One reason we can do this is that the hard work—the design and processing flows that make up an application—has already been done building the on-premise version. Of course, there’s more hard work bringing that functionality into a new platform. But the economies have already been applied, the shortcuts learned and so on. There’s a strategic element to it as well—almost a Marketing component. Companies with on-premise systems have already established the bar they have to reach—we really don’t have a choice but to make the Cloud system exactly the same as the installed version. The last thing we want to hear about our Cloud system in the marketplace is the dreaded phrase: “Not as good as their on-premise version.”
That “not as good” is going to apply to every part of the system: computing, storage, security and network. If any of those elements is weak, the entire offering will be weak. (In order for Teleopti WFM to deliver full functionary and full performance, we put in place a large, powerful and highly redundant infrastructure powering the Cloud.)
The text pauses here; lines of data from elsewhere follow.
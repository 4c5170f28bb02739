// Copyright 2021 Twitter, Inc.
// Licensed under the Apache License, Version 2.0
// http://www.apache.org/licenses/LICENSE-2.0

use std::path::PathBuf;

use thiserror::Error;

pub type Result<T> = std::result::Result<T, Error>;

/// Every failure is fatal to a run. There is no skip-and-continue path.
#[derive(Error, Debug)]
pub enum Error {
    #[error("failed to read {path}: {source}")]
    FileAccess {
        path: PathBuf,
        source: std::io::Error,
    },
    #[error("malformed {field}: {value:?} ({reason})")]
    Parse {
        field: &'static str,
        value: String,
        reason: String,
    },
    #[error("no events found in {0}")]
    EmptyInput(String),
    #[error("invalid configuration: {0}")]
    Config(String),
    #[error("failed to render chart: {0}")]
    Render(String),
    #[error("failed to export report to {path}: {reason}")]
    Export { path: PathBuf, reason: String },
}

impl Error {
    pub(crate) fn parse(field: &'static str, value: &str, reason: impl ToString) -> Self {
        Error::Parse {
            field,
            value: value.to_string(),
            reason: reason.to_string(),
        }
    }

    pub(crate) fn empty(what: impl Into<String>) -> Self {
        Error::EmptyInput(what.into())
    }
}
The upshot is this: when you start making a buying decision for a Cloud WFM, look beyond the benefits of scalability and cost and convenience. They’re certainly important, but in reality they’re the commoditized part of the Cloud: the part everybody provides. Look instead at the nuts and bolts. That’s where you’re going to be able to separate quality from mediocrity. Query about capacity, bandwidth, processing capability. Ask what kind of security is in place, how many simultaneous users it can handle at peak performance, how quickly it can scale, how frequently it’s updated.
In other words, when it comes to going up into the Cloud, make sure you look under the hood.